Selama kurang lebih 5 tahun ia menakhodai UGM sebagai pimpinan tertinggi alias rektor di kampus terbaik di Yogyakarta itu.
Rismon menyampaikan, Sofian Effendi mendapat ancaman akan dilaporkan ke Badan Reserse Kriminal (Bareskrim) Polri oleh para pendukung Jokowi, yakni Jokowi Lovers.
Rismon juga membantah jika mantan rektor UGM itu tidak tahu menahu soal pernyataannya diunggah di kanal YouTube miliknya pada Rabu (16/7/2025).
Menurut Rismon, Sofian Effendi tahu bahwa obrolannya kala itu dipublikasikan di YouTube.
"Mungkin Prof Sofian Effendi kan mengalami tekanan psikologis yang sangat intens akibat dari ancaman laporan dari Jokowi Lovers," kata Rismon Sianipar, dikutip dari YouTube Kompas TV, Sabtu (19/7/2025).
"Ada ancaman bahkan dilaporkan ke Bareskrim oleh Jokowi Lovers," imbuhnya.
Baca juga: Tarik Pernyataan soal Isu Ijazah Jokowi, Eks Rektor UGM Sofian Effendi Diduga Dapat Tekanan
Meski begitu, Rismon tetap menghargai keputusan Sofian Effendi yang menarik pernyataannya soal ijazah Jokowi.
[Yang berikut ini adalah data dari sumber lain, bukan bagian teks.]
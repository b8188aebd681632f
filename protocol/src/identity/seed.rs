//! # Seed Phrases and Deterministic Derivation
//!
//! Restoring a wallet means turning a list of words back into the same keys
//! every time. The word list is normalized (lowercase, single spaces) and the
//! mapping from words to key bytes is a [`SeedDeriver`], so a wallet backend
//! with its own derivation scheme can plug it in without touching signing.
//!
//! The default [`Blake3SeedDeriver`] computes, per account index:
//!
//! ```text
//! BLAKE3-derive_key(SEED_DOMAIN, le64(len(phrase)) || phrase || le32(index))
//! ```
//!
//! Seed bytes and the phrase itself live in `Zeroizing` buffers and are
//! wiped on drop.

use std::fmt;
use thiserror::Error;
use zeroize::Zeroizing;

use crate::config::{MAX_SEED_WORDS, MIN_SEED_WORDS, SEED_DOMAIN, SIGNING_KEY_LENGTH};
use crate::crypto::hash::absorb_prefixed;

/// Errors raised while parsing a seed phrase.
///
/// Messages never echo the offending word.
#[derive(Debug, Error)]
pub enum SeedError {
    #[error("seed phrase has {0} words, expected 12 to 25")]
    WordCount(usize),

    #[error("seed word {position} contains characters other than ASCII letters")]
    InvalidWord {
        /// 1-based position of the bad word.
        position: usize,
    },
}

/// A normalized seed phrase.
#[derive(Clone, PartialEq, Eq)]
pub struct SeedPhrase {
    normalized: Zeroizing<String>,
    words: usize,
}

impl SeedPhrase {
    /// Normalize and validate a phrase.
    ///
    /// Words are split on any whitespace and lowercased. Each must be ASCII
    /// alphabetic; the count must be within [`MIN_SEED_WORDS`] and
    /// [`MAX_SEED_WORDS`].
    pub fn parse(phrase: &str) -> Result<Self, SeedError> {
        let mut normalized = Zeroizing::new(String::with_capacity(phrase.len()));
        let mut words = 0usize;

        for (i, word) in phrase.split_whitespace().enumerate() {
            if !word.bytes().all(|b| b.is_ascii_alphabetic()) {
                return Err(SeedError::InvalidWord { position: i + 1 });
            }
            if words > 0 {
                normalized.push(' ');
            }
            normalized.extend(word.chars().map(|c| c.to_ascii_lowercase()));
            words += 1;
        }

        if !(MIN_SEED_WORDS..=MAX_SEED_WORDS).contains(&words) {
            return Err(SeedError::WordCount(words));
        }

        Ok(Self { normalized, words })
    }

    /// The normalized phrase. Secret; do not log.
    pub fn as_str(&self) -> &str {
        &self.normalized
    }

    pub fn word_count(&self) -> usize {
        self.words
    }
}

impl fmt::Debug for SeedPhrase {
    fn fmt(&self, f: &mut fmt::Formatter<'_>) -> fmt::Result {
        write!(f, "SeedPhrase({} words, redacted)", self.words)
    }
}

/// Maps a seed phrase and account index to Ed25519 secret key bytes.
pub trait SeedDeriver: Send + Sync {
    fn derive(&self, phrase: &SeedPhrase, index: u32) -> Zeroizing<[u8; SIGNING_KEY_LENGTH]>;
}

/// Default derivation: domain-separated BLAKE3.
#[derive(Debug, Clone, Copy, Default)]
pub struct Blake3SeedDeriver;

impl SeedDeriver for Blake3SeedDeriver {
    fn derive(&self, phrase: &SeedPhrase, index: u32) -> Zeroizing<[u8; SIGNING_KEY_LENGTH]> {
        let mut hasher = blake3::Hasher::new_derive_key(SEED_DOMAIN);
        absorb_prefixed(&mut hasher, phrase.as_str().as_bytes());
        hasher.update(&index.to_le_bytes());
        Zeroizing::new(*hasher.finalize().as_bytes())
    }
}
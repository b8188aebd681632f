//! # CLI Interface
//!
//! Command-line argument structure for `sigil`, via `clap` derive.
//! Subcommands: `address`, `sign`, `verify` and `version`.

use clap::{Args, Parser, Subcommand};
use std::path::PathBuf;

use sigil_protocol::config::Network;

use crate::logging::LogFormat;

/// Sign and verify messages with sigil wallet addresses.
///
/// Results are printed to stdout as JSON; logs go to stderr.
#[derive(Parser, Debug)]
#[command(
    name = "sigil",
    about = "Sign and verify messages with sigil wallet addresses",
    version,
    propagate_version = true
)]
pub struct SigilCli {
    /// Log filter used when `RUST_LOG` is unset.
    #[arg(long, global = true, env = "SIGIL_LOG", default_value = "warn")]
    pub log_level: String,

    /// Log output format.
    #[arg(long, global = true, value_enum, default_value_t = LogFormat::Pretty)]
    pub log_format: LogFormat,

    #[command(subcommand)]
    pub command: Commands,
}

#[derive(Subcommand, Debug)]
pub enum Commands {
    /// Print the address of a wallet account.
    Address(AddressArgs),
    /// Sign a message with a wallet account.
    Sign(SignArgs),
    /// Check a signature against a message and address.
    ///
    /// Exits with status 0 when the signature is good, 1 when it is not,
    /// and 2 when the check could not run.
    Verify(VerifyArgs),
    /// Print version information and exit.
    Version,
}

/// Where the wallet seed comes from.
#[derive(Args, Debug, Clone)]
pub struct SeedArgs {
    /// Seed phrase. Prefer `--seed-file` or the environment; command lines
    /// end up in shell history.
    #[arg(long, env = "SIGIL_SEED", hide_env_values = true)]
    pub seed: Option<String>,

    /// File holding the seed phrase. Takes precedence over `--seed`.
    #[arg(long)]
    pub seed_file: Option<PathBuf>,

    /// Account index within the wallet.
    #[arg(long, default_value_t = 0)]
    pub index: u32,

    /// Network of the wallet: mainnet, testnet or stagenet.
    #[arg(long, env = "SIGIL_NETWORK", default_value = "mainnet")]
    pub network: Network,
}

/// The message to sign or verify.
#[derive(Args, Debug, Clone)]
#[group(required = true, multiple = false)]
pub struct MessageArgs {
    /// Message text, used as UTF-8 bytes. May be empty.
    #[arg(long)]
    pub message: Option<String>,

    /// File whose raw bytes are the message.
    #[arg(long)]
    pub message_file: Option<PathBuf>,
}

#[derive(Args, Debug, Clone)]
pub struct AddressArgs {
    #[command(flatten)]
    pub seed: SeedArgs,
}

#[derive(Args, Debug, Clone)]
pub struct SignArgs {
    #[command(flatten)]
    pub seed: SeedArgs,

    #[command(flatten)]
    pub message: MessageArgs,
}

#[derive(Args, Debug, Clone)]
pub struct VerifyArgs {
    /// The signer's address.
    #[arg(long)]
    pub address: String,

    /// The `SigV1...` signature.
    #[arg(long)]
    pub signature: String,

    /// Only accept addresses of this network.
    #[arg(long)]
    pub network: Option<Network>,

    #[command(flatten)]
    pub message: MessageArgs,
}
Kendati demikian, kata Rismon, apa yang diucapkan sebelumnya oleh Sofian Effendi tetap merupakan informasi yang berharga.
"Keterangan dari Sofian Effendi itu sangat penting karena didapatkan dari internal UGM," ujar Rismon Sianipar.
Sofian Effendi telah menarik semua pernyataannya mengenai sosok Jokowi hanya dalam selang satu hari.
Ia mengaku ternyata tidak tahu obroloannya dengan Rismon Sianipar dan kawan-kawan diunggah di YouTube.
Sofian hanya mengira bahwa percakapannya dengan Rismon Sianipar itu diperuntukkan bagi internal, bukan publik.
Ia menyadari bahwa ucapannya kala itu tidak pantas diunggah ke publik.
Dia juga mengaku keberatan terkait dengan peredaran video itu.
Sofian bahkan meminta video pembicaraan tentang ijazah Jokowi tersebut bisa ditarik dari peredaran.
"Saya tidak sadar itu akan dipublikasikan. Saya tidak menyangka akan dipublikasikan seperti itu. Omongan saya tidak pantas untuk diomongkan (ke publik)" kata Sofian Effendi, Kamis (17/7/2025), dikutip dari Tribun Jogja.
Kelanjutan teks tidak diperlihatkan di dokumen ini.